## WHAT YOU HAVE TO DO
List all the lines in these records that hold "evidx".

## PROVIDED RECORDS

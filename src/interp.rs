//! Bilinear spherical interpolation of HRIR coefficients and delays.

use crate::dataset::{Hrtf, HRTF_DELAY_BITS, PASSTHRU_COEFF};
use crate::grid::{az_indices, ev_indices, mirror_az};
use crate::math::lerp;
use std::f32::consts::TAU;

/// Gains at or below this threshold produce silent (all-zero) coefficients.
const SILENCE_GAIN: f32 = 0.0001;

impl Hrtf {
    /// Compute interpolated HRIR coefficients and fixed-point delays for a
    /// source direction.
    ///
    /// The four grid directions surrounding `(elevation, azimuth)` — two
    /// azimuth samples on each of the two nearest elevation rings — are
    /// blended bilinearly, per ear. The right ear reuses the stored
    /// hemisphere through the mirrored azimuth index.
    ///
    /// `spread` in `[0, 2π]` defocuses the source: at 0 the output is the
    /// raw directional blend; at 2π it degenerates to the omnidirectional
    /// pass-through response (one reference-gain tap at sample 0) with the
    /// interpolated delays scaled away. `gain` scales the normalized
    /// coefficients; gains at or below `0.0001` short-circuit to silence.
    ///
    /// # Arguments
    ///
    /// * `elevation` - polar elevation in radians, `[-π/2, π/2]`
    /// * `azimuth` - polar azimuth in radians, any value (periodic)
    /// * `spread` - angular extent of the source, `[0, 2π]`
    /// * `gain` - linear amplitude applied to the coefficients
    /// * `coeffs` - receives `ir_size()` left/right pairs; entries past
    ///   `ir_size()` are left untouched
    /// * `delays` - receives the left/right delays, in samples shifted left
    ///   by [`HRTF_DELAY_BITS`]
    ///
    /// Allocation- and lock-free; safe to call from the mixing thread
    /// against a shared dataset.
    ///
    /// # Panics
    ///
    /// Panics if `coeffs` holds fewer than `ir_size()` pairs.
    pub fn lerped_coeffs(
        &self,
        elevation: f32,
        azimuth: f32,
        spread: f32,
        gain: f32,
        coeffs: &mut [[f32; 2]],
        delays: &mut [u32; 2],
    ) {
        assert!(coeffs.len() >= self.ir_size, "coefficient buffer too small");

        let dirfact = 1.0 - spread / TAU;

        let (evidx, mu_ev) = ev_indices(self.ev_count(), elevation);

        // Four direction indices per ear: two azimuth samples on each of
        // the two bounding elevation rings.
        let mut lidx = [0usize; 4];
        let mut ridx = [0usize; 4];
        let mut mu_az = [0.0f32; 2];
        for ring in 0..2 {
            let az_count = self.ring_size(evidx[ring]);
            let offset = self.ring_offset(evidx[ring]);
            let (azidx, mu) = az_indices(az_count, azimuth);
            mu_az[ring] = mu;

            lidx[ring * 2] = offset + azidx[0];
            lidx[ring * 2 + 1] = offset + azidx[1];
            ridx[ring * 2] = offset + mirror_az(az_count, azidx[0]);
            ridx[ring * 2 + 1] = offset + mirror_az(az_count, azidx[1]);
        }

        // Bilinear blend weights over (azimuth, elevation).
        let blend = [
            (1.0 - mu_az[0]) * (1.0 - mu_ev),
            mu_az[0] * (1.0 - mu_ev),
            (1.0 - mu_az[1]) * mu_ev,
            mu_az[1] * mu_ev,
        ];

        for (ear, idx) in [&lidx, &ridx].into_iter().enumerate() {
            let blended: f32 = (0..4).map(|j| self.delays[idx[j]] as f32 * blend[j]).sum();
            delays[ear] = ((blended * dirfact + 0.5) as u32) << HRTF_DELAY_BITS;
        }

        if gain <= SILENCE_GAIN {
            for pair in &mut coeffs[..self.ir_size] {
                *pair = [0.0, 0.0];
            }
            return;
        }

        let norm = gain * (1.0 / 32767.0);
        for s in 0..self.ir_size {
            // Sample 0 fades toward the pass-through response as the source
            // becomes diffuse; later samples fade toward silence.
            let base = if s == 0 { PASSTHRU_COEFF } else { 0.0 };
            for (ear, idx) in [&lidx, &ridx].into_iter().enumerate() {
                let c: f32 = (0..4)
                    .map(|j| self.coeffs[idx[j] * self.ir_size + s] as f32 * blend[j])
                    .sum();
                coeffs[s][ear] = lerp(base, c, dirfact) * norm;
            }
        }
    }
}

## EXERCISE OUTPUT
        let (evidx, mu_ev) = ev_indices(self.ev_count(), elevation);
            let az_count = self.ring_size(evidx[ring]);
            let offset = self.ring_offset(evidx[ring]);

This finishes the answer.